Cannes: a tempestade perfeita?
A crescente visibilidade das minorias, o aumento do valor da responsabilidade social das empresas e as possibilidades de personalização das tecnologias vão reconfigurar o significado cultural da publicidade
A crescente visibilidade das minorias, o aumento do valor da responsabilidade social das empresas e as possibilidades de personalização das tecnologias vão reconfigurar o significado cultural da publicidade
A tecnologia amplifica e acelera transformações que acontecem nas bases sociais e econômicas dos mercados. É uma pressão que vai aumentando de forma gradual, mas que ao atingir determinado patamar é capaz de abalar estruturas e redefinir modelos de negócio. Esse parece ser o caso para quem, como eu, acompanhou a cobertura da mídia especializada sobre o Festival Internacional de Criatividade de Cannes e conversou com alguns conhecidos que lá estiveram (soube que o tempo estava ótimo, mas vejam a opinião de Sir Martin Sorrell, mais abaixo).
Deste precário posto de observação, destaco dois aspectos. O primeiro é o reconhecimento de que novas forças sociais estão transformando a comunicação das marcas, como podemos ver pelos Grand Prix em Titanium, Glass, PR e Outdoor (“Fearless Girl”); Integrated e Promo & Activation (“Boost Your Voice”); e Film (“We’re the Superhumans”) – veja a lista completa em aqui. E o segundo é o questionamento crescente sobre a contribuição da publicidade no resultado dos clientes em um novo ambiente de negócios, representado de forma “paradigmática” pelo anúncio do Publicis Groupe de que em 2018 vai investir o dinheiro gasto no festival (que varia entre US$ 10 milhões e US$ 20 milhões, conforme a fonte) em uma plataforma de Inteligência Artificial chamada Marcel. É curioso como as iniciativas mais avançadas neste campo remetem aos fundadores das empresas que as desenvolvem (elementar, meu caro Watson?). Parece que para a nova direção da holding, o ROI não está mais em Cannes.

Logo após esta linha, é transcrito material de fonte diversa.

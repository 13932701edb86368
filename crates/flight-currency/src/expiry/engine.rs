//! Expiry calculator — primitive currencies from matching event dates.

use chrono::NaiveDate;
use serde::{Deserialize, Serialize};

use crate::config::{EngineConfig, RollingWindowMode};
use crate::currency::{ExpiryRule, PrimitiveCurrency};
use crate::status::{project_satisfied, project_status, CurrencyState, StatusProjection};
use crate::time::{add_days, days_between};

/// Computed expiry for one primitive currency.
#[derive(Debug, Clone, PartialEq, Eq, Serialize, Deserialize)]
pub struct PrimitiveExpiry {
    pub last_event_date: Option<NaiveDate>,
    pub expiry_date: Option<NaiveDate>,
    pub days_remaining: Option<i64>,
    pub state: CurrencyState,
    /// Held on the evaluation date.
    pub satisfied: bool,
    /// Qualifying events considered (for a rolling window, those inside it).
    pub qualifying_events: usize,
    /// The expiry date fell outside the representable calendar.
    pub date_overflow: bool,
}

impl PrimitiveExpiry {
    fn no_data(last_event_date: Option<NaiveDate>, qualifying_events: usize) -> Self {
        Self {
            last_event_date,
            expiry_date: None,
            days_remaining: None,
            state: CurrencyState::NoData,
            satisfied: false,
            qualifying_events,
            date_overflow: false,
        }
    }

    fn overflowed(last_event_date: Option<NaiveDate>, qualifying_events: usize) -> Self {
        Self {
            date_overflow: true,
            ..Self::no_data(last_event_date, qualifying_events)
        }
    }
}

/// Compute the expiry of `primitive` on `as_of` from its matching event dates.
///
/// `matching_dates` may be in any order and may be empty; empty history is
/// the ordinary NoData state, never an error. Dates after `as_of` are ignored.
pub fn compute_expiry(
    primitive: &PrimitiveCurrency,
    matching_dates: &[NaiveDate],
    as_of: NaiveDate,
    config: &EngineConfig,
) -> PrimitiveExpiry {
    let mut dates: Vec<NaiveDate> = matching_dates
        .iter()
        .copied()
        .filter(|d| *d <= as_of)
        .collect();
    // Newest first
    dates.sort_unstable_by(|a, b| b.cmp(a));

    match primitive.expiry_rule {
        ExpiryRule::LastEventPlusPeriod => last_event_plus_period(primitive, &dates, as_of, config),
        ExpiryRule::RollingWindow => rolling_window(primitive, &dates, as_of, config),
    }
}

/// Anchor on the newest event; `required_count` only gates data sufficiency.
fn last_event_plus_period(
    primitive: &PrimitiveCurrency,
    newest_first: &[NaiveDate],
    as_of: NaiveDate,
    config: &EngineConfig,
) -> PrimitiveExpiry {
    let last_event_date = newest_first.first().copied();
    let count = newest_first.len();

    if count < primitive.required_count.max(1) as usize {
        return PrimitiveExpiry::no_data(last_event_date, count);
    }
    let Some(anchor) = last_event_date else {
        return PrimitiveExpiry::no_data(None, count);
    };
    let Some(expiry) = add_days(anchor, primitive.validity_days) else {
        return PrimitiveExpiry::overflowed(last_event_date, count);
    };

    let StatusProjection {
        days_remaining,
        state,
    } = project_status(Some(expiry), as_of, config.expiring_soon_days);

    PrimitiveExpiry {
        last_event_date,
        expiry_date: Some(expiry),
        days_remaining,
        state,
        satisfied: state.is_held(),
        qualifying_events: count,
        date_overflow: false,
    }
}

/// Held when enough events fall inside the trailing `validity_days`.
fn rolling_window(
    primitive: &PrimitiveCurrency,
    newest_first: &[NaiveDate],
    as_of: NaiveDate,
    config: &EngineConfig,
) -> PrimitiveExpiry {
    let last_event_date = newest_first.first().copied();
    let window_days = i64::from(primitive.validity_days);
    let in_window: Vec<NaiveDate> = newest_first
        .iter()
        .copied()
        .filter(|d| days_between(*d, as_of) < window_days)
        .collect();
    let required = primitive.required_count.max(1) as usize;

    if in_window.len() < required {
        if newest_first.is_empty() {
            return PrimitiveExpiry::no_data(None, 0);
        }
        return PrimitiveExpiry {
            last_event_date,
            expiry_date: None,
            days_remaining: None,
            state: CurrencyState::Expired,
            satisfied: false,
            qualifying_events: in_window.len(),
            date_overflow: false,
        };
    }

    let expiry = match config.rolling_window {
        RollingWindowMode::AsOfEvaluation => as_of,
        RollingWindowMode::ProjectedLapse => {
            // The window drops below `required` once the required-th newest
            // event ages out.
            match add_days(in_window[required - 1], primitive.validity_days) {
                Some(date) => date,
                None => return PrimitiveExpiry::overflowed(last_event_date, in_window.len()),
            }
        }
    };

    let StatusProjection {
        days_remaining,
        state,
    } = project_satisfied(Some(expiry), as_of, config.expiring_soon_days);

    PrimitiveExpiry {
        last_event_date,
        expiry_date: Some(expiry),
        days_remaining,
        state,
        satisfied: true,
        qualifying_events: in_window.len(),
        date_overflow: false,
    }
}

// ---------------------------------------------------------------------------
// Tests
// ---------------------------------------------------------------------------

Em relação ao primeiro aspecto, a amplificação das novas forças sociais pela tecnologia vai colocar em xeque um dos pilares da atividade empresarial das últimas quatro décadas: a doutrina do “Shareholder Value”, a ideia de que a principal função de uma empresa é gerar o maior retorno possível para os acionistas. Esse embate entre forças sociais e organizações de mercado não é novo. No final dos anos 1960 um grupo de ativistas ambientais pressionava a General Motors a nomear um diretor para “representar o interesse público”. Em resposta, Milton Friedman, um dos principais economistas do século 20, escreveu no The New York Times que “a responsabilidade social das empresas é aumentar seus lucros”, denominando o conceito de responsabilidade social dos negócios como “socialismo puro” e os executivos que simpatizavam com esta noção como “marionetes das forças intelectuais que estão destruindo a sociedade livre”.
Encampada pelos simpatizantes de Reagan e Thatcher, essa visão sustentou a reengenharia, a ascensão dos “cabeças de planilha” e das mesas de compra. E gerou a obsessão pelo resultado de curto prazo, que visa eliminar tudo o que não é produtivo (em até 90 dias, bem entendido). E quem é o “não-produtivo”? Nesta visão, é a mulher que precisa se ausentar para atender as emergências familiares, o portador de necessidades especiais que pode demandar adaptações em equipamentos na fábrica ou escritório, o idoso que supostamente gera um maior gasto com saúde, etc.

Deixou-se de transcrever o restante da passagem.